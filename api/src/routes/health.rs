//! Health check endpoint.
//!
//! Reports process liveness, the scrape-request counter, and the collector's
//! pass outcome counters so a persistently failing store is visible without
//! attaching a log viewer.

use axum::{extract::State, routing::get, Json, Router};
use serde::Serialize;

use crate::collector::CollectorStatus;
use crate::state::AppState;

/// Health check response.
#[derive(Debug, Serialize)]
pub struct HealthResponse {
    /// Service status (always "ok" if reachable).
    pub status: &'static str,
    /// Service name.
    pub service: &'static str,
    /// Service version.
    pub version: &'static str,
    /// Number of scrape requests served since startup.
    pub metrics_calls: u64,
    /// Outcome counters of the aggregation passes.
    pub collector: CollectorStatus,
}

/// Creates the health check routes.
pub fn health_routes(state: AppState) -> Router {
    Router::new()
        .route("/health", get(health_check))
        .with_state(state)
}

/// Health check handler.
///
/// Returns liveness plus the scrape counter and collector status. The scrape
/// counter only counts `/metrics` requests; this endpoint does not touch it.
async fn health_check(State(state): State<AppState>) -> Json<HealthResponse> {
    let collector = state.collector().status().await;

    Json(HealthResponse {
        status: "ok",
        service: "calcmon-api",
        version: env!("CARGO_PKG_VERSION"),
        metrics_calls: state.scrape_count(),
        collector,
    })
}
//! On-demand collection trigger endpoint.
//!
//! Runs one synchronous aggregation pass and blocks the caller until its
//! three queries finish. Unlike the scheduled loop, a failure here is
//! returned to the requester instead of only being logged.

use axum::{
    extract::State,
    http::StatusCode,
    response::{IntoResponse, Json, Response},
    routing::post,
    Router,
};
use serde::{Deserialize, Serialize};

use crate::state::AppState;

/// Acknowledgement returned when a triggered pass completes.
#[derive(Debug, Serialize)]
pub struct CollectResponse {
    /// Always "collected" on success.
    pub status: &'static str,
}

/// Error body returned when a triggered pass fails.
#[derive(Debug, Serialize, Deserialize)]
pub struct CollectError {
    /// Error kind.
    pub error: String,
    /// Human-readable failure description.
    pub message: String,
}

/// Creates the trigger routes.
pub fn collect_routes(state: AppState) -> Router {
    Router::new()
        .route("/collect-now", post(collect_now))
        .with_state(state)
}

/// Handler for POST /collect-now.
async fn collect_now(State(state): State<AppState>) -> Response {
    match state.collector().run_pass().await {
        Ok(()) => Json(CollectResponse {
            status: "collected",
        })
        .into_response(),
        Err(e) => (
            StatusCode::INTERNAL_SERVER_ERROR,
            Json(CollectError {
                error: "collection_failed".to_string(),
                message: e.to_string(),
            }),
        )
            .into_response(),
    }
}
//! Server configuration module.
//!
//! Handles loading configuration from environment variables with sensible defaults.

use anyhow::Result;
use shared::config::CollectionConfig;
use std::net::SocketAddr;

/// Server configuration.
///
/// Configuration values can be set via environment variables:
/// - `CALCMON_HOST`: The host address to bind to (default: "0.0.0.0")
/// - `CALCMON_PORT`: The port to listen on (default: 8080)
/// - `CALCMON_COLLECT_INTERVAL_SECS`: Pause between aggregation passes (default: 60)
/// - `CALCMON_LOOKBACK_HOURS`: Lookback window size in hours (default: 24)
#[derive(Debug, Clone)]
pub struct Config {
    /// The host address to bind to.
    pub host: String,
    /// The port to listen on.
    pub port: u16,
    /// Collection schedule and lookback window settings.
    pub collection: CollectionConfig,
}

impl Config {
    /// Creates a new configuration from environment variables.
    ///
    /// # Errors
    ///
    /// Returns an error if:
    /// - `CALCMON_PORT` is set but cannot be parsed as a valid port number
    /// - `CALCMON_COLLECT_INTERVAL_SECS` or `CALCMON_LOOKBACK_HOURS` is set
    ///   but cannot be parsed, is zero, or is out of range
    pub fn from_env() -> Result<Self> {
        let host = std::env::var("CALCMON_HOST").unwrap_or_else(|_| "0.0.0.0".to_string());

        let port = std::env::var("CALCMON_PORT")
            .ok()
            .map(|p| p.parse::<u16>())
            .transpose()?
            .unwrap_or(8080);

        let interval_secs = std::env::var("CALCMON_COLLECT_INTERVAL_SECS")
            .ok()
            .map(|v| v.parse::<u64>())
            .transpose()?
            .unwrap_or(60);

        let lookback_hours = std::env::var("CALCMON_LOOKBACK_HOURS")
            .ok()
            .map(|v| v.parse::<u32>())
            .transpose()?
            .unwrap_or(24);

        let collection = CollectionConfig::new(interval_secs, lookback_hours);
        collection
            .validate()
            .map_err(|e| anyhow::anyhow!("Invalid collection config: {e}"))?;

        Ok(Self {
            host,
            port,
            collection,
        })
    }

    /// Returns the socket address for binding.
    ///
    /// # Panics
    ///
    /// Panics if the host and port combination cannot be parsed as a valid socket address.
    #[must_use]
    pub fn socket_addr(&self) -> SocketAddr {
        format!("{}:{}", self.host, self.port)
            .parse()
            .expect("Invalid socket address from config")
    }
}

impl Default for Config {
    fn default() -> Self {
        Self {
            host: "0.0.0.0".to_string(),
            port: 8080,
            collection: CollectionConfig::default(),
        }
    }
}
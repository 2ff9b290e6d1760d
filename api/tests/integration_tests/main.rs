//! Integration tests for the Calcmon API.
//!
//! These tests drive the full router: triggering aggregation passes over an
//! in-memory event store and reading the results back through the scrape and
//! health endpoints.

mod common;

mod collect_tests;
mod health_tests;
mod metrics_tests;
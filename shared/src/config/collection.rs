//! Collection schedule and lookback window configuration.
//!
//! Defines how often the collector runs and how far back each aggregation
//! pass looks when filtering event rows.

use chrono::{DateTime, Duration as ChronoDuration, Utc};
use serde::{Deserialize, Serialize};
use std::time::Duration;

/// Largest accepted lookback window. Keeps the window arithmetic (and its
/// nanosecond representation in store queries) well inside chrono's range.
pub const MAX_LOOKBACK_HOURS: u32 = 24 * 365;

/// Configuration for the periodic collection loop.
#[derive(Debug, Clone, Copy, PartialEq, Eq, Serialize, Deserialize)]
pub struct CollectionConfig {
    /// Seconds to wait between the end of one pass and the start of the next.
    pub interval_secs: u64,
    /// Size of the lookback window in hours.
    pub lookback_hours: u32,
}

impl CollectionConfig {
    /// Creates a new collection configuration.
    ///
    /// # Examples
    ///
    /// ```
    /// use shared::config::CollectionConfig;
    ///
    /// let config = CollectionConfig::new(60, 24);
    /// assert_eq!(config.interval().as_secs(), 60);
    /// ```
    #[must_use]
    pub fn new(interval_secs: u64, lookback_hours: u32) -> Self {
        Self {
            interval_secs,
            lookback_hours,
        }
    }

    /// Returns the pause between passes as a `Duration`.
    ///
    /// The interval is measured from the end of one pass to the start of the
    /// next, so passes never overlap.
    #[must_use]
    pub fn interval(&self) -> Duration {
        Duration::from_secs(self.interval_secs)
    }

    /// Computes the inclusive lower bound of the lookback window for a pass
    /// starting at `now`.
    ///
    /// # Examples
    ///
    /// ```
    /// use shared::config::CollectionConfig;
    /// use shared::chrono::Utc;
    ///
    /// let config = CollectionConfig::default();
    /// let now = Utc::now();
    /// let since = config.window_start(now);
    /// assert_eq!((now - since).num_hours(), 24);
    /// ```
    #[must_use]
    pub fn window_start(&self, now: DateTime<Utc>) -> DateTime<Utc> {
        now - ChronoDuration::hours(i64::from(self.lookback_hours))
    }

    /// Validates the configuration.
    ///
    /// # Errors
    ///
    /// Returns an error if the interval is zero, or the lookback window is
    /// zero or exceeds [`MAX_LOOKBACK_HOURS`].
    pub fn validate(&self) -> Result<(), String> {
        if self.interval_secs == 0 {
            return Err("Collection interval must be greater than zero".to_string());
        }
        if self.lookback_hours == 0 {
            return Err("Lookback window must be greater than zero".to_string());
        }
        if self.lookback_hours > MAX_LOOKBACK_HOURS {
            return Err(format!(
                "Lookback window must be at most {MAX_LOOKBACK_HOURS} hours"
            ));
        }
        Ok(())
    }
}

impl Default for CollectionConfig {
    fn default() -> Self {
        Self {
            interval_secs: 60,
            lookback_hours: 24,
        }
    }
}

**Aim of the exercise**
Please return all lines above in which the string "filename" is found.

**Solution for this problem**
filename api/src/routes/health.rs
filename api/tests/integration_tests/main.rs
filename shared/src/config/collection.rs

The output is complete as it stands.